● **Available records**:
= Beginning of Section =
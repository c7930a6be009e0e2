//! Analysis parameters as an explicit, immutable configuration value.

use serde::{Deserialize, Serialize};

use super::AnalysisError;

/// Thresholds and holding period for one analysis run.
#[derive(Debug, Clone, Copy, PartialEq, Serialize, Deserialize)]
pub struct AnalysisParams {
    /// Volume must exceed this percentage of the rolling average (200 = double).
    pub volume_threshold_pct: f64,
    /// Daily change must be strictly greater than this many percentage points.
    pub price_change_threshold_pct: f64,
    /// Trading days between the breakout close and the exit close.
    pub holding_period: usize,
}

impl Default for AnalysisParams {
    fn default() -> Self {
        Self {
            volume_threshold_pct: 200.0,
            price_change_threshold_pct: 2.0,
            holding_period: 10,
        }
    }
}

impl AnalysisParams {
    pub fn validate(&self) -> Result<(), AnalysisError> {
        validate_thresholds(self.volume_threshold_pct, self.price_change_threshold_pct)?;
        validate_holding_period(self.holding_period)
    }
}

pub(crate) fn validate_thresholds(
    volume_threshold_pct: f64,
    price_change_threshold_pct: f64,
) -> Result<(), AnalysisError> {
    if !volume_threshold_pct.is_finite() || volume_threshold_pct <= 0.0 {
        return Err(AnalysisError::InvalidParameter {
            name: "volume_threshold_pct",
            value: volume_threshold_pct.to_string(),
            reason: "must be a positive finite percentage",
        });
    }
    if !price_change_threshold_pct.is_finite() {
        return Err(AnalysisError::InvalidParameter {
            name: "price_change_threshold_pct",
            value: price_change_threshold_pct.to_string(),
            reason: "must be a finite percentage",
        });
    }
    Ok(())
}

pub(crate) fn validate_holding_period(holding_period: usize) -> Result<(), AnalysisError> {
    if holding_period == 0 {
        return Err(AnalysisError::InvalidParameter {
            name: "holding_period",
            value: holding_period.to_string(),
            reason: "must be at least one trading day",
        });
    }
    Ok(())
}

#[cfg(test)]
mod tests {
    use super::*;

    #[test]
    fn defaults_are_valid() {
        let params = AnalysisParams::default();
        assert_eq!(params.volume_threshold_pct, 200.0);
        assert_eq!(params.price_change_threshold_pct, 2.0);
        assert_eq!(params.holding_period, 10);
        assert!(params.validate().is_ok());
    }

    #[test]
    fn negative_price_threshold_is_allowed() {
        let params = AnalysisParams {
            price_change_threshold_pct: -1.5,
            ..Default::default()
        };
        assert!(params.validate().is_ok());
    }

    #[test]
    fn rejects_non_positive_volume_threshold() {
        for bad in [0.0, -50.0, f64::NAN, f64::INFINITY] {
            let params = AnalysisParams {
                volume_threshold_pct: bad,
                ..Default::default()
            };
            let err = params.validate().unwrap_err();
            assert!(matches!(
                err,
                AnalysisError::InvalidParameter {
                    name: "volume_threshold_pct",
                    ..
                }
            ));
        }
    }

    #[test]
    fn rejects_zero_holding_period() {
        let params = AnalysisParams {
            holding_period: 0,
            ..Default::default()
        };
        let err = params.validate().unwrap_err();
        assert_eq!(
            err.to_string(),
            "invalid parameter holding_period = 0: must be at least one trading day"
        );
    }
}
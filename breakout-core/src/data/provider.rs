//! Data provider trait and structured error types.
//!
//! `DataProvider` abstracts over where a price/volume series comes from
//! (Yahoo Finance, a local CSV export, synthetic data) so the runner can swap
//! sources and tests can inject fixtures.

use chrono::NaiveDate;
use serde::{Deserialize, Serialize};
use thiserror::Error;

use crate::domain::{Series, SeriesError};

/// Structured error types for data operations.
///
/// Displayable as the "no analysis performed" reason in the CLI.
#[derive(Debug, Error)]
pub enum DataError {
    #[error("network unreachable: {0}")]
    NetworkUnreachable(String),

    #[error("rate limited by provider (retry after {retry_after_secs}s)")]
    RateLimited { retry_after_secs: u64 },

    #[error("response format changed: {0}")]
    ResponseFormatChanged(String),

    #[error("symbol not found: {symbol}")]
    SymbolNotFound { symbol: String },

    #[error("hard stop: data provider has blocked requests (circuit breaker tripped)")]
    CircuitBreakerTripped,

    #[error("invalid date range: start {start} is after end {end}")]
    InvalidRange { start: NaiveDate, end: NaiveDate },

    #[error("CSV error in {path}: {reason}")]
    Csv { path: String, reason: String },

    #[error("invalid series: {0}")]
    InvalidSeries(#[from] SeriesError),

    #[error("data error: {0}")]
    Other(String),
}

/// Where the data came from.
#[derive(Debug, Clone, Copy, PartialEq, Eq, Serialize, Deserialize)]
pub enum DataSource {
    YahooFinance,
    CsvImport,
    Synthetic,
}

/// Result of a successful fetch for a single symbol.
#[derive(Debug, Clone)]
pub struct FetchResult {
    pub symbol: String,
    pub series: Series,
    pub source: DataSource,
}

/// Trait for series providers.
pub trait DataProvider: Send + Sync {
    /// Human-readable name of this provider.
    fn name(&self) -> &str;

    /// Fetch the daily series for a symbol over `[start, end]`.
    ///
    /// An empty range may legitimately produce an empty series; providers
    /// that cannot tell "no data" from "unknown symbol" report
    /// `SymbolNotFound` instead.
    fn fetch(&self, symbol: &str, start: NaiveDate, end: NaiveDate)
        -> Result<FetchResult, DataError>;

    /// Check if the provider is currently available (not rate-limited, not blocked).
    fn is_available(&self) -> bool;

    /// Why `is_available` returned false.
    fn unavailable_reason(&self) -> DataError {
        DataError::Other(format!("{} is unavailable", self.name()))
    }
}

pub(crate) fn check_range(start: NaiveDate, end: NaiveDate) -> Result<(), DataError> {
    if start > end {
        return Err(DataError::InvalidRange { start, end });
    }
    Ok(())
}
//! Deterministic synthetic series for offline development.
//!
//! A weekday-only random walk seeded from the symbol name, with occasional
//! volume surges on up days so that the breakout pipeline has something to
//! find. Results built on it are tagged `DataSource::Synthetic`.

use chrono::{Datelike, NaiveDate, Weekday};
use rand::rngs::StdRng;
use rand::{Rng, SeedableRng};
use tracing::warn;

use super::provider::{check_range, DataError, DataProvider, DataSource, FetchResult};
use crate::domain::{Observation, Series};

#[derive(Debug, Clone, Default)]
pub struct SyntheticProvider;

impl DataProvider for SyntheticProvider {
    fn name(&self) -> &str {
        "synthetic"
    }

    fn fetch(
        &self,
        symbol: &str,
        start: NaiveDate,
        end: NaiveDate,
    ) -> Result<FetchResult, DataError> {
        check_range(start, end)?;
        warn!(symbol, "generating synthetic data; results are not market data");
        Ok(FetchResult {
            symbol: symbol.to_string(),
            series: Series::new(generate_series(symbol, start, end))?,
            source: DataSource::Synthetic,
        })
    }

    fn is_available(&self) -> bool {
        true
    }
}

/// Same symbol and range always yield the same series.
pub fn generate_series(symbol: &str, start: NaiveDate, end: NaiveDate) -> Vec<Observation> {
    let seed: [u8; 32] = *blake3::hash(symbol.as_bytes()).as_bytes();
    let mut rng = StdRng::from_seed(seed);

    let mut observations = Vec::new();
    let mut price = 100.0_f64;

    for date in start.iter_days().take_while(|d| *d <= end) {
        if matches!(date.weekday(), Weekday::Sat | Weekday::Sun) {
            continue;
        }

        let surge = rng.gen_bool(0.04);
        let daily_return: f64 = if surge {
            rng.gen_range(0.01..0.06)
        } else {
            rng.gen_range(-0.025..0.025)
        };
        price = (price * (1.0 + daily_return)).max(1.0);

        let base_volume = rng.gen_range(800_000..1_600_000u64);
        let volume = if surge {
            base_volume * rng.gen_range(2..5)
        } else {
            base_volume
        };

        observations.push(Observation::new(date, price, volume));
    }

    observations
}
//! Descriptive statistics over measured holding returns.
//!
//! Records whose return is undefined are counted but excluded from every
//! aggregate.

use serde::{Deserialize, Serialize};

use crate::domain::BreakoutRecord;

#[derive(Debug, Clone, Default, PartialEq, Serialize, Deserialize)]
pub struct ReturnStats {
    pub breakout_count: usize,
    /// Records with a defined holding return.
    pub measured_count: usize,
    /// Records whose exit day lies beyond the series end.
    pub unmeasured_count: usize,
    pub mean_return: Option<f64>,
    pub median_return: Option<f64>,
    pub best_return: Option<f64>,
    pub worst_return: Option<f64>,
    /// Fraction of measured returns strictly above zero.
    pub win_rate: Option<f64>,
}

impl ReturnStats {
    pub fn from_records(records: &[BreakoutRecord]) -> Self {
        let mut returns: Vec<f64> = records.iter().filter_map(|r| r.holding_return).collect();
        let measured = returns.len();

        let mut stats = Self {
            breakout_count: records.len(),
            measured_count: measured,
            unmeasured_count: records.len() - measured,
            ..Default::default()
        };

        if measured == 0 {
            return stats;
        }

        returns.sort_by(|a, b| a.total_cmp(b));

        stats.mean_return = Some(returns.iter().sum::<f64>() / measured as f64);
        stats.median_return = Some(if measured % 2 == 1 {
            returns[measured / 2]
        } else {
            (returns[measured / 2 - 1] + returns[measured / 2]) / 2.0
        });
        stats.worst_return = returns.first().copied();
        stats.best_return = returns.last().copied();
        stats.win_rate =
            Some(returns.iter().filter(|&&r| r > 0.0).count() as f64 / measured as f64);

        stats
    }
}
//! Single-ticker analysis runner.
//!
//! Loads the series, runs the breakout pipeline, and packages everything the
//! reporting layer needs into an `AnalysisReport`.

use breakout_core::data::{DataProvider, DataSource};
use breakout_core::{analyze, AnalysisError, AnalysisParams, BreakoutRecord, ReturnStats};
use chrono::{DateTime, NaiveDate, Utc};
use serde::{Deserialize, Serialize};
use thiserror::Error;
use tracing::info;

use crate::config::{AnalysisConfig, ConfigError};
use crate::data_loader::{load_series, LoadError, LoadOptions, LoadedSeries};

/// Current report schema version. Bumped on breaking layout changes.
pub const SCHEMA_VERSION: u32 = 1;

#[derive(Debug, Error)]
pub enum RunError {
    #[error("invalid config: {0}")]
    Config(#[from] ConfigError),

    #[error(transparent)]
    Load(#[from] LoadError),

    #[error("analysis failed: {0}")]
    Analysis(#[from] AnalysisError),
}

/// Complete output of one analysis run.
#[derive(Debug, Clone, PartialEq, Serialize, Deserialize)]
pub struct AnalysisReport {
    pub schema_version: u32,
    pub ticker: String,
    pub start_date: NaiveDate,
    pub end_date: NaiveDate,
    pub params: AnalysisParams,
    pub source: DataSource,
    pub dataset_hash: String,
    pub observation_count: usize,
    /// First and last dates actually present in the loaded series.
    pub first_observation: Option<NaiveDate>,
    pub last_observation: Option<NaiveDate>,
    pub generated_at: DateTime<Utc>,
    pub records: Vec<BreakoutRecord>,
    pub stats: ReturnStats,
}

impl AnalysisReport {
    /// True when the analysis ran but no day qualified.
    pub fn has_no_breakouts(&self) -> bool {
        self.records.is_empty()
    }

    pub fn is_synthetic(&self) -> bool {
        self.source == DataSource::Synthetic
    }
}

/// Load the configured ticker through `providers` and analyze it.
pub fn run_analysis(
    config: &AnalysisConfig,
    providers: &[&dyn DataProvider],
    synthetic: bool,
) -> Result<AnalysisReport, RunError> {
    config.validate()?;

    let opts = LoadOptions {
        start: config.analysis.start_date,
        end: config.analysis.end_date,
        synthetic,
    };
    let loaded = load_series(config.ticker(), providers, &opts)?;

    Ok(analyze_loaded(config, &loaded)?)
}

/// Analyze an already-loaded series under `config`.
pub fn analyze_loaded(
    config: &AnalysisConfig,
    loaded: &LoadedSeries,
) -> Result<AnalysisReport, AnalysisError> {
    let params = config.params();
    let analysis = analyze(loaded.series.observations(), &params)?;
    let stats = analysis.stats();

    info!(
        ticker = %loaded.symbol,
        observations = loaded.series.len(),
        breakouts = stats.breakout_count,
        measured = stats.measured_count,
        "analysis complete"
    );

    Ok(AnalysisReport {
        schema_version: SCHEMA_VERSION,
        ticker: loaded.symbol.clone(),
        start_date: config.analysis.start_date,
        end_date: config.analysis.end_date,
        params,
        source: loaded.source,
        dataset_hash: loaded.dataset_hash.clone(),
        observation_count: loaded.series.len(),
        first_observation: loaded.series.first_date(),
        last_observation: loaded.series.last_date(),
        generated_at: Utc::now(),
        records: analysis.records,
        stats,
    })
}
= End of Section =
● **Task description**: In the entries above, find lines with "derive" and copy each.

● **Finished task**:
#[derive(Debug, Clone, Copy, PartialEq, Serialize, Deserialize)]
#[derive(Debug, Error)]
#[derive(Debug, Clone, Copy, PartialEq, Eq, Serialize, Deserialize)]
#[derive(Debug, Clone)]
#[derive(Debug, Clone, Default)]
#[derive(Debug, Clone, Default, PartialEq, Serialize, Deserialize)]
#[derive(Debug, Error)]
#[derive(Debug, Clone, PartialEq, Serialize, Deserialize)]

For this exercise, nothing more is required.